§ EXERCISE
If "pretty" shows up in a line of the material, return that line.

§ ENTRIES SUPPLIED
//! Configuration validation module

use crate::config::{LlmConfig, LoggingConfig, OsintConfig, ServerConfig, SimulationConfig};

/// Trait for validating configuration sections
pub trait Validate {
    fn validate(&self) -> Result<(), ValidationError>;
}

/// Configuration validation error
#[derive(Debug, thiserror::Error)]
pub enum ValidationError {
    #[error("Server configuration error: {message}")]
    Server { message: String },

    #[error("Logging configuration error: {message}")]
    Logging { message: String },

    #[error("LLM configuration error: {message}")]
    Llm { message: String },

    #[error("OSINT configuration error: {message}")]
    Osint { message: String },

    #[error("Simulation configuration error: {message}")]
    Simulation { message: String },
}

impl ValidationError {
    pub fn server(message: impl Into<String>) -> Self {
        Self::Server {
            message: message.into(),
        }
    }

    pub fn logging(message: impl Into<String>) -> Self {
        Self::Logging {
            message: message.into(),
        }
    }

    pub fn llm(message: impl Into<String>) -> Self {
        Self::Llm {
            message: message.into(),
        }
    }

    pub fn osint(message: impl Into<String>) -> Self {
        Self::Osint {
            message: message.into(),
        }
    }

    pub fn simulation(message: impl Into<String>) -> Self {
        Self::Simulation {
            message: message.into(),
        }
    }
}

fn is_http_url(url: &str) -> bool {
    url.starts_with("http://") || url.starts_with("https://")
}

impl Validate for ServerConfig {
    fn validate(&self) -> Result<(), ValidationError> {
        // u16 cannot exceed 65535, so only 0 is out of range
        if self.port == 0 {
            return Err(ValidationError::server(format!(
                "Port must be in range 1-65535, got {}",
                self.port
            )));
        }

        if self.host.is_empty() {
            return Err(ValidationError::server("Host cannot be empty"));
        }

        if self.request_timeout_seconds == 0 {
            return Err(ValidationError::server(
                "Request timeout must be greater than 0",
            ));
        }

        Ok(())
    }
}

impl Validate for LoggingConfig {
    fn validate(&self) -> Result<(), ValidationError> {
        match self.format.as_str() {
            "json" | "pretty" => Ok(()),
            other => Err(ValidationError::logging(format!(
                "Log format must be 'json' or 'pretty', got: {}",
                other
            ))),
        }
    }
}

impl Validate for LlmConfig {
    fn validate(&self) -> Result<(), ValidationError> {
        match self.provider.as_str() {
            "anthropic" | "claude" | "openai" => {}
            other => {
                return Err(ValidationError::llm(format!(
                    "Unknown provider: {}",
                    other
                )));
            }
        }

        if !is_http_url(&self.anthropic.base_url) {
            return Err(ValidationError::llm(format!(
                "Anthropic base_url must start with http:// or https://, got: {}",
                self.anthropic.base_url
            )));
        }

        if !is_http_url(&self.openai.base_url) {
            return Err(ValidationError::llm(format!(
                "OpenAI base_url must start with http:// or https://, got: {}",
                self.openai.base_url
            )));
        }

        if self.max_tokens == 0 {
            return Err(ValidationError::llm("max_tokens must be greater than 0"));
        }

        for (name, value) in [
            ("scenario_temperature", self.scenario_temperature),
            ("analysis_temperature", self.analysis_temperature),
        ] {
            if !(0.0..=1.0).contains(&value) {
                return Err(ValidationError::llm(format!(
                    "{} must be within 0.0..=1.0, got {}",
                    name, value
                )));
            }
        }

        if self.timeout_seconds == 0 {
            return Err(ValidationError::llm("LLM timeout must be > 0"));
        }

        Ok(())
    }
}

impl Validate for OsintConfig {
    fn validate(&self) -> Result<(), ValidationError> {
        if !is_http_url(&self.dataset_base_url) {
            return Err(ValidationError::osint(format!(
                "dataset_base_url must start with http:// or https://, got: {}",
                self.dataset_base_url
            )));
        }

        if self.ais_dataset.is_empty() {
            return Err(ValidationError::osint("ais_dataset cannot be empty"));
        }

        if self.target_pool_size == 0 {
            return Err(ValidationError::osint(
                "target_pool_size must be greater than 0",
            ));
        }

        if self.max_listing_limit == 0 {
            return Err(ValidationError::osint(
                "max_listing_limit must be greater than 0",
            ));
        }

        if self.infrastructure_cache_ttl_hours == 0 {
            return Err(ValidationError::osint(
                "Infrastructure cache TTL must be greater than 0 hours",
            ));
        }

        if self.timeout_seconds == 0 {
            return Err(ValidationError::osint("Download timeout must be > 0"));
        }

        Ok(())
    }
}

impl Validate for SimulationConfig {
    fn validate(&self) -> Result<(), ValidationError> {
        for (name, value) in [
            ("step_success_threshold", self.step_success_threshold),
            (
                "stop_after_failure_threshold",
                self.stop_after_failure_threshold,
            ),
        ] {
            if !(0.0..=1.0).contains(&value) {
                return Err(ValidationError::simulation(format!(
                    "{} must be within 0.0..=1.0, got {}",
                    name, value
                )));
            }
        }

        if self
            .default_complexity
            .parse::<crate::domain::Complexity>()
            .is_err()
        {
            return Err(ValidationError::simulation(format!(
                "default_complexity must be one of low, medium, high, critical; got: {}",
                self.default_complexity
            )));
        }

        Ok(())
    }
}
--
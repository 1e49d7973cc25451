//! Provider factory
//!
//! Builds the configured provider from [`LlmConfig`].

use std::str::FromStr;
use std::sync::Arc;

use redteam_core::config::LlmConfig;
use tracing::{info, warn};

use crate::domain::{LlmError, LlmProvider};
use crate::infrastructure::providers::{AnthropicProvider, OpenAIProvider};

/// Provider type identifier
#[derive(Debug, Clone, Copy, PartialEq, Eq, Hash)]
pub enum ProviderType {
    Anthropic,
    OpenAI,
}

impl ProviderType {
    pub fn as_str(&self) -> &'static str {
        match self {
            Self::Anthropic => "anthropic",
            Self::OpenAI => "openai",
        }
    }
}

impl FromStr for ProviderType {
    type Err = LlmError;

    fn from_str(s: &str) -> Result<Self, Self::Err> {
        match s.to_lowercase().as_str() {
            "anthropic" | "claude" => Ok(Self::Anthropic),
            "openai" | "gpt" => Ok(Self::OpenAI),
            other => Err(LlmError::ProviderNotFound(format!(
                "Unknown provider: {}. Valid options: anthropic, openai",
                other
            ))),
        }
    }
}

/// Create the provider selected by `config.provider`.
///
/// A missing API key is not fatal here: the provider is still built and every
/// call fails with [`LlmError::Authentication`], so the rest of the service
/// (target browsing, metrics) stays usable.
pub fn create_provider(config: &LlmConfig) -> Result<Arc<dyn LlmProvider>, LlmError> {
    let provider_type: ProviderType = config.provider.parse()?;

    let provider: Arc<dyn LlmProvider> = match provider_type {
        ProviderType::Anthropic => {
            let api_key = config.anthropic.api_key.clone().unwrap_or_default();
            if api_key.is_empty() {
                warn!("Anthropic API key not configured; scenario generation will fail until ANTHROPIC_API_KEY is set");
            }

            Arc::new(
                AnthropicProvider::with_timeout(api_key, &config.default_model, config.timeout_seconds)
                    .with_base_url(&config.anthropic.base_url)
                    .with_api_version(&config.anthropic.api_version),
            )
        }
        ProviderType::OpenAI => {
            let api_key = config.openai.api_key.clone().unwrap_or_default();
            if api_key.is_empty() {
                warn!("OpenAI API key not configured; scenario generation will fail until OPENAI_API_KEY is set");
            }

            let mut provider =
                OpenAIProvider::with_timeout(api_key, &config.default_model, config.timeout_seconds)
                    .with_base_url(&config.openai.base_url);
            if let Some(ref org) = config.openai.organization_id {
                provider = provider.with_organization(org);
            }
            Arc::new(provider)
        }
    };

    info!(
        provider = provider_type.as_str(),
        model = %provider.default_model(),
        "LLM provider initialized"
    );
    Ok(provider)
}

§ FINAL ANSWER
            "json" | "pretty" => Ok(()),
                "Log format must be 'json' or 'pretty', got: {}",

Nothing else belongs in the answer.